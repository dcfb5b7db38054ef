//! Folder repository implementation.

use chrono::{DateTime, Utc};
use sqlx::{SqliteConnection, SqlitePool};
use uuid::Uuid;

use docvault_core::error::{AppError, ErrorKind};
use docvault_core::result::AppResult;
use docvault_entity::folder::{CreateFolder, Folder};

use super::{descendant_pattern, is_unique_violation};

/// Repository for folder CRUD and materialized-path subtree queries.
///
/// Every live-state query names `is_deleted = 0` explicitly; lookups
/// that may see soft-deleted rows are suffixed `_any`.
#[derive(Debug, Clone)]
pub struct FolderRepository {
    pool: SqlitePool,
}

impl FolderRepository {
    /// Create a new folder repository.
    pub fn new(pool: SqlitePool) -> Self {
        Self { pool }
    }

    /// Find a live folder by ID.
    pub async fn find_by_id(&self, id: Uuid) -> AppResult<Option<Folder>> {
        sqlx::query_as::<_, Folder>("SELECT * FROM folders WHERE id = ? AND is_deleted = 0")
            .bind(id)
            .fetch_optional(&self.pool)
            .await
            .map_err(|e| AppError::with_source(ErrorKind::Database, "Failed to find folder", e))
    }

    /// Find a folder by ID regardless of deletion state (audit path).
    pub async fn find_by_id_any(&self, id: Uuid) -> AppResult<Option<Folder>> {
        sqlx::query_as::<_, Folder>("SELECT * FROM folders WHERE id = ?")
            .bind(id)
            .fetch_optional(&self.pool)
            .await
            .map_err(|e| AppError::with_source(ErrorKind::Database, "Failed to find folder", e))
    }

    /// Find a live folder by ID on a transaction connection.
    pub async fn find_by_id_tx(
        &self,
        conn: &mut SqliteConnection,
        id: Uuid,
    ) -> AppResult<Option<Folder>> {
        sqlx::query_as::<_, Folder>("SELECT * FROM folders WHERE id = ? AND is_deleted = 0")
            .bind(id)
            .fetch_optional(conn)
            .await
            .map_err(|e| AppError::with_source(ErrorKind::Database, "Failed to find folder", e))
    }

    /// Find the live child of `parent_id` carrying `name`, if any.
    ///
    /// `parent_id = None` addresses root folders; NULL parents compare
    /// equal here (`IS`), unlike plain SQL equality.
    pub async fn find_child_by_name(
        &self,
        parent_id: Option<Uuid>,
        name: &str,
    ) -> AppResult<Option<Folder>> {
        sqlx::query_as::<_, Folder>(
            "SELECT * FROM folders WHERE parent_id IS ? AND name = ? AND is_deleted = 0",
        )
        .bind(parent_id)
        .bind(name)
        .fetch_optional(&self.pool)
        .await
        .map_err(|e| {
            AppError::with_source(ErrorKind::Database, "Failed to find folder by name", e)
        })
    }

    /// The transactional variant of [`Self::find_child_by_name`].
    pub async fn find_child_by_name_tx(
        &self,
        conn: &mut SqliteConnection,
        parent_id: Option<Uuid>,
        name: &str,
    ) -> AppResult<Option<Folder>> {
        sqlx::query_as::<_, Folder>(
            "SELECT * FROM folders WHERE parent_id IS ? AND name = ? AND is_deleted = 0",
        )
        .bind(parent_id)
        .bind(name)
        .fetch_optional(conn)
        .await
        .map_err(|e| {
            AppError::with_source(ErrorKind::Database, "Failed to find folder by name", e)
        })
    }

    /// List live root folders.
    pub async fn find_roots(&self) -> AppResult<Vec<Folder>> {
        sqlx::query_as::<_, Folder>(
            "SELECT * FROM folders WHERE parent_id IS NULL AND is_deleted = 0 ORDER BY name ASC",
        )
        .fetch_all(&self.pool)
        .await
        .map_err(|e| AppError::with_source(ErrorKind::Database, "Failed to list root folders", e))
    }

    /// List live direct children of a folder.
    pub async fn find_children(&self, parent_id: Uuid) -> AppResult<Vec<Folder>> {
        sqlx::query_as::<_, Folder>(
            "SELECT * FROM folders WHERE parent_id = ? AND is_deleted = 0 ORDER BY name ASC",
        )
        .bind(parent_id)
        .fetch_all(&self.pool)
        .await
        .map_err(|e| AppError::with_source(ErrorKind::Database, "Failed to list children", e))
    }

    /// List soft-deleted direct children of a folder (audit path).
    pub async fn find_deleted_children(&self, parent_id: Uuid) -> AppResult<Vec<Folder>> {
        sqlx::query_as::<_, Folder>(
            "SELECT * FROM folders WHERE parent_id = ? AND is_deleted = 1 ORDER BY name ASC",
        )
        .bind(parent_id)
        .fetch_all(&self.pool)
        .await
        .map_err(|e| {
            AppError::with_source(ErrorKind::Database, "Failed to list deleted children", e)
        })
    }

    /// List every live descendant of a folder by path prefix.
    pub async fn find_descendants(&self, path: &str) -> AppResult<Vec<Folder>> {
        sqlx::query_as::<_, Folder>(
            "SELECT * FROM folders WHERE path LIKE ? ESCAPE '\\' AND is_deleted = 0 \
             ORDER BY depth ASC, name ASC",
        )
        .bind(descendant_pattern(path))
        .fetch_all(&self.pool)
        .await
        .map_err(|e| AppError::with_source(ErrorKind::Database, "Failed to list descendants", e))
    }

    /// Insert a new folder inside a transaction.
    pub async fn create(
        &self,
        conn: &mut SqliteConnection,
        data: &CreateFolder,
    ) -> AppResult<Folder> {
        let now = Utc::now();
        sqlx::query_as::<_, Folder>(
            "INSERT INTO folders \
             (id, parent_id, name, path, depth, created_by, updated_by, is_deleted, created_at, updated_at) \
             VALUES (?, ?, ?, ?, ?, ?, ?, 0, ?, ?) RETURNING *",
        )
        .bind(Uuid::new_v4())
        .bind(data.parent_id)
        .bind(&data.name)
        .bind(&data.path)
        .bind(data.depth)
        .bind(data.created_by)
        .bind(data.created_by)
        .bind(now)
        .bind(now)
        .fetch_one(conn)
        .await
        .map_err(|e| {
            if is_unique_violation(&e) {
                AppError::conflict(format!("A folder named '{}' already exists here", data.name))
            } else {
                AppError::with_source(ErrorKind::Database, "Failed to create folder", e)
            }
        })
    }

    /// Update a folder's own name and path inside a transaction.
    pub async fn rename(
        &self,
        conn: &mut SqliteConnection,
        folder_id: Uuid,
        new_name: &str,
        new_path: &str,
        updated_by: Uuid,
        now: DateTime<Utc>,
    ) -> AppResult<Folder> {
        sqlx::query_as::<_, Folder>(
            "UPDATE folders SET name = ?, path = ?, updated_by = ?, updated_at = ? \
             WHERE id = ? AND is_deleted = 0 RETURNING *",
        )
        .bind(new_name)
        .bind(new_path)
        .bind(updated_by)
        .bind(now)
        .bind(folder_id)
        .fetch_optional(conn)
        .await
        .map_err(|e| {
            if is_unique_violation(&e) {
                AppError::conflict(format!("A folder named '{new_name}' already exists here"))
            } else {
                AppError::with_source(ErrorKind::Database, "Failed to rename folder", e)
            }
        })?
        .ok_or_else(|| AppError::not_found(format!("Folder {folder_id} not found")))
    }

    /// Batch-rewrite the paths of every live descendant folder,
    /// replacing the `old_path` prefix with `new_path` in one statement.
    pub async fn rewrite_descendant_paths(
        &self,
        conn: &mut SqliteConnection,
        old_path: &str,
        new_path: &str,
        updated_by: Uuid,
        now: DateTime<Utc>,
    ) -> AppResult<u64> {
        let result = sqlx::query(
            "UPDATE folders \
             SET path = ? || substr(path, length(?) + 1), updated_by = ?, updated_at = ? \
             WHERE path LIKE ? ESCAPE '\\' AND is_deleted = 0",
        )
        .bind(new_path)
        .bind(old_path)
        .bind(updated_by)
        .bind(now)
        .bind(descendant_pattern(old_path))
        .execute(conn)
        .await
        .map_err(|e| {
            AppError::with_source(ErrorKind::Database, "Failed to rewrite folder paths", e)
        })?;
        Ok(result.rows_affected())
    }

    /// Soft-delete a folder and every live descendant folder in one
    /// set-based statement inside a transaction.
    pub async fn soft_delete_subtree(
        &self,
        conn: &mut SqliteConnection,
        folder_id: Uuid,
        path: &str,
        deleted_by: Uuid,
        now: DateTime<Utc>,
    ) -> AppResult<u64> {
        let result = sqlx::query(
            "UPDATE folders \
             SET is_deleted = 1, deleted_at = ?, deleted_by = ?, updated_by = ?, updated_at = ? \
             WHERE is_deleted = 0 AND (id = ? OR path LIKE ? ESCAPE '\\')",
        )
        .bind(now)
        .bind(deleted_by)
        .bind(deleted_by)
        .bind(now)
        .bind(folder_id)
        .bind(descendant_pattern(path))
        .execute(conn)
        .await
        .map_err(|e| {
            AppError::with_source(ErrorKind::Database, "Failed to soft-delete folders", e)
        })?;
        Ok(result.rows_affected())
    }
}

━━━

• **Required action**
Whenever a line above has the word "depth" in it, copy that line.

• **Written answer**
             ORDER BY depth ASC, name ASC",
             (id, parent_id, name, path, depth, created_by, updated_by, is_deleted, created_at, updated_at) \
        .bind(data.depth)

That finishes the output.